There was a tradition current among the early Christians, that Annas

was high-priest when Jesus was crucified. This is evident from the

Acts.[516:1] Now, Annas, or Ananias, was not high-priest until about

the year 48 A. D.;[516:2] therefore, if Jesus was crucified at that

time he must have been about fifty years of age;[516:3] but, as we

remarked elsewhere, there exists, outside of the New Testament, no

evidence whatever, in book, inscription, or monument, that Jesus of

Nazareth was either scourged or crucified under Pontius Pilate.

Josephus, Tacitus, Plinius, Philo, nor any of their contemporaries, ever

refer to the fact of this crucifixion, or express any belief

thereon.[516:4] In the Talmud--the book containing Jewish

traditions--Jesus is not referred to as the "crucified one," but as the

"hanged one,"[516:5] while elsewhere it is narrated he was stoned to

death; so that it is evident they were ignorant of the manner of death

which he suffered.[516:6]



In Sanhedr. 43 a, Jesus it said to have had five disciples, among

whom were Mattheaus and Thaddeus. He is called "That Man," "The

Nazarine," "The Fool," and "The Hung." Thus Aben Ezra says that

Constantine put on his labarum "a figure of the hung;" and, according

to R. Bechai, the Christians were called "Worshipers of the Hung."

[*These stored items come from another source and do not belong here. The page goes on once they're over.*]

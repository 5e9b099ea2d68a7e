//! Busy flags for in-flight requests.
//!
//! A `LoadingGuard` raises its flag when created and lowers it when dropped,
//! so the flag resets on success, on error, and when the request future is
//! cancelled.

use std::sync::Arc;
use std::sync::atomic::{AtomicBool, Ordering};
use std::time::{Duration, Instant};

/// Shared "request in flight" indicator.
#[derive(Debug, Clone, Default)]
pub struct LoadingFlag(Arc<AtomicBool>);

impl LoadingFlag {
    pub fn new() -> Self {
        Self::default()
    }

    pub fn is_loading(&self) -> bool {
        self.0.load(Ordering::Acquire)
    }

    /// Raise the flag. Returns `None` when a request is already in flight.
    pub fn begin(&self) -> Option<LoadingGuard> {
        self.0
            .compare_exchange(false, true, Ordering::AcqRel, Ordering::Acquire)
            .ok()?;
        Some(LoadingGuard {
            flag: Arc::clone(&self.0),
            started: Instant::now(),
        })
    }
}

#[derive(Debug)]
#[must_use = "the flag is lowered as soon as the guard is dropped"]
pub struct LoadingGuard {
    flag: Arc<AtomicBool>,
    started: Instant,
}

impl LoadingGuard {
    /// Time since the request started, for progress display.
    pub fn elapsed(&self) -> Duration {
        self.started.elapsed()
    }
}

impl Drop for LoadingGuard {
    fn drop(&mut self) {
        self.flag.store(false, Ordering::Release);
    }
}

#[cfg(test)]
mod tests {
    use super::*;

    #[test]
    fn guard_lowers_flag_on_drop() {
        let flag = LoadingFlag::new();
        {
            let _guard = flag.begin().unwrap();
            assert!(flag.is_loading());
            assert!(flag.begin().is_none());
        }
        assert!(!flag.is_loading());
        assert!(flag.begin().is_some());
    }

    #[test]
    fn guard_lowers_flag_on_error_path() {
        let flag = LoadingFlag::new();
        let run = |flag: &LoadingFlag| -> Result<(), &'static str> {
            let _guard = flag.begin().ok_or("busy")?;
            Err("upstream failed")
        };
        assert_eq!(run(&flag), Err("upstream failed"));
        assert!(!flag.is_loading());
    }

    #[test]
    fn clones_share_state() {
        let flag = LoadingFlag::new();
        let observer = flag.clone();
        let guard = flag.begin().unwrap();
        assert!(observer.is_loading());
        drop(guard);
        assert!(!observer.is_loading());
    }
}
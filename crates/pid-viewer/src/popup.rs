//! Position of the selection details popup.
//!
//! The popup starts pinned to the top-right corner of the viewer. The
//! first drag converts it to a top/left placement; it never goes back.

use pid_core::{Point, Vec2};
use serde::Serialize;
use std::fmt;

/// A CSS offset: a pixel value or `auto`.
#[derive(Debug, Clone, Copy, PartialEq, Serialize)]
#[serde(untagged)]
pub enum Anchor {
    Px(f64),
    #[serde(serialize_with = "serialize_auto")]
    Auto,
}

fn serialize_auto<S: serde::Serializer>(s: S) -> Result<S::Ok, S::Error> {
    s.serialize_str("auto")
}

impl fmt::Display for Anchor {
    fn fmt(&self, f: &mut fmt::Formatter<'_>) -> fmt::Result {
        match self {
            Self::Px(v) => write!(f, "{v}px"),
            Self::Auto => f.write_str("auto"),
        }
    }
}

#[derive(Debug, Clone, Copy, PartialEq, Serialize)]
pub struct PopupPosition {
    pub top: f64,
    pub left: Anchor,
    pub right: Anchor,
}

impl Default for PopupPosition {
    fn default() -> Self {
        Self {
            top: 8.0,
            left: Anchor::Auto,
            right: Anchor::Px(8.0),
        }
    }
}

impl PopupPosition {
    /// Inline CSS for the popup element.
    pub fn to_css(&self) -> String {
        format!("top: {}px; left: {}; right: {};", self.top, self.left, self.right)
    }
}

/// State captured when a popup drag starts.
#[derive(Debug, Clone, Copy, PartialEq)]
pub struct PopupDrag {
    start: Point,
    origin: Vec2,
}

impl PopupDrag {
    /// Start dragging. `offset` is the popup's top-left corner relative to
    /// its container, as laid out when the pointer went down.
    pub fn begin(pointer: Point, offset: Point) -> (Self, PopupPosition) {
        let drag = Self {
            start: pointer,
            origin: offset.to_vec2(),
        };
        (drag, drag.position_at(pointer))
    }

    /// Position after the pointer moved to `pointer` (cumulative delta).
    pub fn position_at(&self, pointer: Point) -> PopupPosition {
        let delta = pointer - self.start;
        PopupPosition {
            top: self.origin.y + delta.y,
            left: Anchor::Px(self.origin.x + delta.x),
            right: Anchor::Auto,
        }
    }
}
//! Per-frame uniform protocol.
//!
//! [`FrameDriver`] owns the session state and the CPU copies of both
//! programs' uniform blocks. Each frame it applies queued input, advances the
//! pointer smoothing and rewrites the blocks in a fixed order; the GPU side
//! only flushes the blocks and draws.

use super::constants::MAX_BLOBS;
use super::shader::{UniformBlock, UniformHandle, UniformTable};
use super::state::{Blob, EffectState};
use crate::error::EffectError;
use glam::Vec2;
use std::cell::RefCell;
use std::collections::VecDeque;
use std::rc::Rc;

pub const SPEED_PROGRAM: &str = "speed";
pub const OUTPUT_PROGRAM: &str = "output";

/// Events queued by the input handlers and drained once per frame.
pub type InputQueue = Rc<RefCell<VecDeque<InputEvent>>>;

/// Input delivered by the host between frames.
#[derive(Clone, Copy, Debug, PartialEq)]
pub enum InputEvent {
    /// Page coordinates in CSS pixels.
    Pointer { x: f32, y: f32 },
    /// New backing-store size in device pixels.
    Resize { width: u32, height: u32 },
}

#[derive(Clone, Copy, Debug)]
pub struct BlobHandles {
    pub color: UniformHandle,
    pub position: UniformHandle,
    pub size: UniformHandle,
}

#[derive(Clone, Copy, Debug)]
struct SpeedHandles {
    pointer_position: UniformHandle,
    delta_xy: UniformHandle,
    pointer_power: UniformHandle,
    ratio: UniformHandle,
    speed_fade: UniformHandle,
}

#[derive(Clone, Copy, Debug)]
struct OutputHandles {
    time: UniformHandle,
    ratio: UniformHandle,
    pointer_position: UniformHandle,
    pointer_multiplier: UniformHandle,
    blob_count: UniformHandle,
    blobs: [BlobHandles; MAX_BLOBS],
}

/// Resolves `blob_colors[i]`, `blob_positions[i]` and `blob_sizes[i]` once so
/// the per-frame push indexes numerically.
pub fn resolve_blob_handles(table: &UniformTable) -> Result<[BlobHandles; MAX_BLOBS], EffectError> {
    let mut out = Vec::with_capacity(MAX_BLOBS);
    for i in 0..MAX_BLOBS {
        out.push(BlobHandles {
            color: table.require(OUTPUT_PROGRAM, &format!("blob_colors[{}]", i))?,
            position: table.require(OUTPUT_PROGRAM, &format!("blob_positions[{}]", i))?,
            size: table.require(OUTPUT_PROGRAM, &format!("blob_sizes[{}]", i))?,
        });
    }
    out.try_into()
        .map_err(|_| EffectError::MissingUniform {
            program: OUTPUT_PROGRAM.to_string(),
            name: "blob_colors".to_string(),
        })
}

pub struct FrameDriver {
    pub state: EffectState,
    speed: UniformBlock,
    output: UniformBlock,
    speed_handles: SpeedHandles,
    output_handles: OutputHandles,
    frames: u64,
}

impl FrameDriver {
    pub fn new(speed_table: &UniformTable, output_table: &UniformTable) -> Result<Self, EffectError> {
        Self::with_state(speed_table, output_table, EffectState::default())
    }

    pub fn with_state(
        speed_table: &UniformTable,
        output_table: &UniformTable,
        state: EffectState,
    ) -> Result<Self, EffectError> {
        let s = |name: &str| speed_table.require(SPEED_PROGRAM, name);
        let speed_handles = SpeedHandles {
            pointer_position: s("pointer_position")?,
            delta_xy: s("delta_xy")?,
            pointer_power: s("pointer_power")?,
            ratio: s("ratio")?,
            speed_fade: s("speed_fade")?,
        };
        let o = |name: &str| output_table.require(OUTPUT_PROGRAM, name);
        let output_handles = OutputHandles {
            time: o("time")?,
            ratio: o("ratio")?,
            pointer_position: o("pointer_position")?,
            pointer_multiplier: o("pointer_multiplier")?,
            blob_count: o("blob_count")?,
            blobs: resolve_blob_handles(output_table)?,
        };
        let mut driver = Self {
            state,
            speed: speed_table.new_block(),
            output: output_table.new_block(),
            speed_handles,
            output_handles,
            frames: 0,
        };
        let initial = driver.state.params.pointer_multiplier;
        driver.set_pointer_multiplier(initial);
        Ok(driver)
    }

    /// Runs the CPU half of one frame: time, input, pointer smoothing, the
    /// velocity pass uniforms, then the blob and output uniforms. `layout` is
    /// the surface size in CSS pixels, the space pointer events arrive in.
    pub fn frame(&mut self, now_ms: f64, layout: Vec2, pointer_inputs: impl IntoIterator<Item = Vec2>) {
        self.output.set(self.output_handles.time, now_ms as f32);

        for p in pointer_inputs {
            self.state.pointer.on_input(p.x, p.y, &self.state.params);
        }
        self.state.pointer.on_frame(&self.state.params);

        self.write_speed_uniforms(layout);
        self.push_blobs();
        let h = self.output_handles;
        self.output
            .set(h.pointer_position, self.state.pointer.normalized(layout));
        self.output.set(h.ratio, aspect(layout));
        self.frames += 1;
    }

    fn write_speed_uniforms(&mut self, layout: Vec2) {
        let h = self.speed_handles;
        let pointer = &self.state.pointer;
        let n = pointer.normalized(layout);
        self.speed.set(h.pointer_position, [n.x, 1.0 - n.y]);
        self.speed.set(h.pointer_power, pointer.moving);
        self.speed.set(h.delta_xy, pointer.delta);
        self.speed.set(h.ratio, aspect(layout));
        self.speed
            .set(h.speed_fade, self.state.params.speed_texture_fade_speed);
    }

    /// Writes every slot up to `MAX_BLOBS`; absent blobs get zeros so nothing
    /// stale survives a smaller blob set.
    fn push_blobs(&mut self) {
        let zero = Blob {
            color: [0.0; 3],
            position: [0.0; 2],
            size: 0.0,
        };
        for (i, slot) in self.output_handles.blobs.iter().enumerate() {
            let blob = self.state.blobs.get(i).copied().unwrap_or(zero);
            self.output.set(slot.color, blob.color);
            self.output.set(slot.position, blob.position);
            self.output.set(slot.size, blob.size);
        }
        self.output.set(
            self.output_handles.blob_count,
            self.state.blobs.len() as i32,
        );
    }

    /// Updates the tunable and its uniform right away, outside the frame push.
    pub fn set_pointer_multiplier(&mut self, value: f32) {
        self.state.params.pointer_multiplier = value;
        self.output.set(self.output_handles.pointer_multiplier, value);
    }

    #[inline]
    pub fn speed_block(&self) -> &UniformBlock {
        &self.speed
    }

    #[inline]
    pub fn output_block(&self) -> &UniformBlock {
        &self.output
    }

    pub fn output_block_mut(&mut self) -> &mut UniformBlock {
        &mut self.output
    }

    pub fn blob_handles(&self) -> &[BlobHandles; MAX_BLOBS] {
        &self.output_handles.blobs
    }

    pub fn frames(&self) -> u64 {
        self.frames
    }
}

#[inline]
fn aspect(layout: Vec2) -> f32 {
    let l = layout.max(Vec2::ONE);
    l.x / l.y
}
/// Frame smoothing and interaction tuning constants.
///
/// These constants express intended behavior (smoothing factors, clamp
/// limits, control ranges) and keep magic numbers out of the code.

// Default tunables, see `core::Params`
pub const POINTER_MULTIPLIER: f32 = 0.051; // how far the velocity field displaces blobs
pub const POINTER_POWER: f32 = 0.35; // response-curve exponent for raw pointer deltas
pub const DELTA_THRESHOLD: f32 = 0.5; // per-frame blend toward the displacement target
pub const POINTER_FADE_SPEED: f32 = 0.75; // per-frame activity decay
pub const SPEED_TEXTURE_FADE_SPEED: f32 = 0.95; // per-frame velocity field decay

// Activity below this snaps to exactly zero
pub const ACTIVITY_SNAP_THRESHOLD: f32 = 0.05;

// Control panel ranges
pub const POINTER_MULTIPLIER_RANGE: (f32, f32) = (0.0, 0.3);
pub const BLOB_AXIS_RANGE: (f32, f32) = (-1.0, 1.0);
pub const BLOB_SIZE_RANGE: (f32, f32) = (0.1, 2.0);

// Canvas backing store
pub const DEFAULT_CANVAS_ID: &str = "blob-canvas";
pub const MAX_DEVICE_PIXEL_RATIO: f64 = 2.0;
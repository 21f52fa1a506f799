use wasm_bindgen::closure::Closure;
use wasm_bindgen::{JsCast, JsValue};
use web_sys as web;

mod pointer;

pub use pointer::wire_input_handlers;

type Entry = (web::EventTarget, &'static str, Closure<dyn FnMut(web::Event)>);

/// Registered DOM listeners, kept so teardown can detach them.
#[derive(Default)]
pub struct Listeners {
    entries: Vec<Entry>,
}

impl Listeners {
    pub fn new() -> Self {
        Self::default()
    }

    pub fn add(
        &mut self,
        target: &web::EventTarget,
        event: &'static str,
        handler: impl FnMut(web::Event) + 'static,
    ) -> Result<(), JsValue> {
        let closure = Closure::wrap(Box::new(handler) as Box<dyn FnMut(web::Event)>);
        target.add_event_listener_with_callback(event, closure.as_ref().unchecked_ref())?;
        self.entries.push((target.clone(), event, closure));
        Ok(())
    }

    pub fn remove_all(&mut self) {
        for (target, event, closure) in self.entries.drain(..) {
            _ = target.remove_event_listener_with_callback(event, closure.as_ref().unchecked_ref());
        }
    }
}

impl Drop for Listeners {
    fn drop(&mut self) {
        self.remove_all();
    }
}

Little is said about Jesus in the Talmud, except that he was a scholar

of Joshua Ben Perachiah (who lived a century before the time assigned by

the Christians for the birth of Jesus), accompanied him into Egypt,

there learned magic, and was a seducer of the people, and was finally

put to death by being stoned, and then hung as a blasphemer.



"The conclusion is, that no clearly defined traces of the personal Jesus

remain on the surface, or beneath the surface, of Christendom. The

silence of Josephus and other secular historians may be accounted for

without falling back on a theory of hostility or contempt.[517:1] The

Christ-idea cannot be spared from Christian development, but the

personal Jesus, in some measure, can be."



"The person of Jesus, though it may have been immense, is indistinct.

That a great character was there may be conceded; but precisely wherein

the character was great, is left to our conjecture. Of the eminent

persons who have swayed the spiritual destinies of mankind, none has

more completely disappeared from the critical view. The ideal image

which Christians have, for nearly two thousand years, worshiped under

the name of Jesus, has no authentic, distinctly visible, counterpart in

history."



"His followers have gone on with the process of idealization, placing

him higher and higher; making his personal existence more and more

essential; insisting more and more urgently on the necessity of private

intercourse with him; letting the Father subside into the background, as

an 'effluence,' and the Holy Ghost lapse from individual identity into

impersonal influence, in order that he might be all in all as

Regenerator and Saviour. From age to age the personal Jesus has been

made the object of an extreme adoration, till now faith in the living

Christ is the heart of the Gospel; philosophy, science, culture,

humanity are thrust resolutely aside, and the great teachers of the age

are extinguished in order that his light may shine." But, as Mr.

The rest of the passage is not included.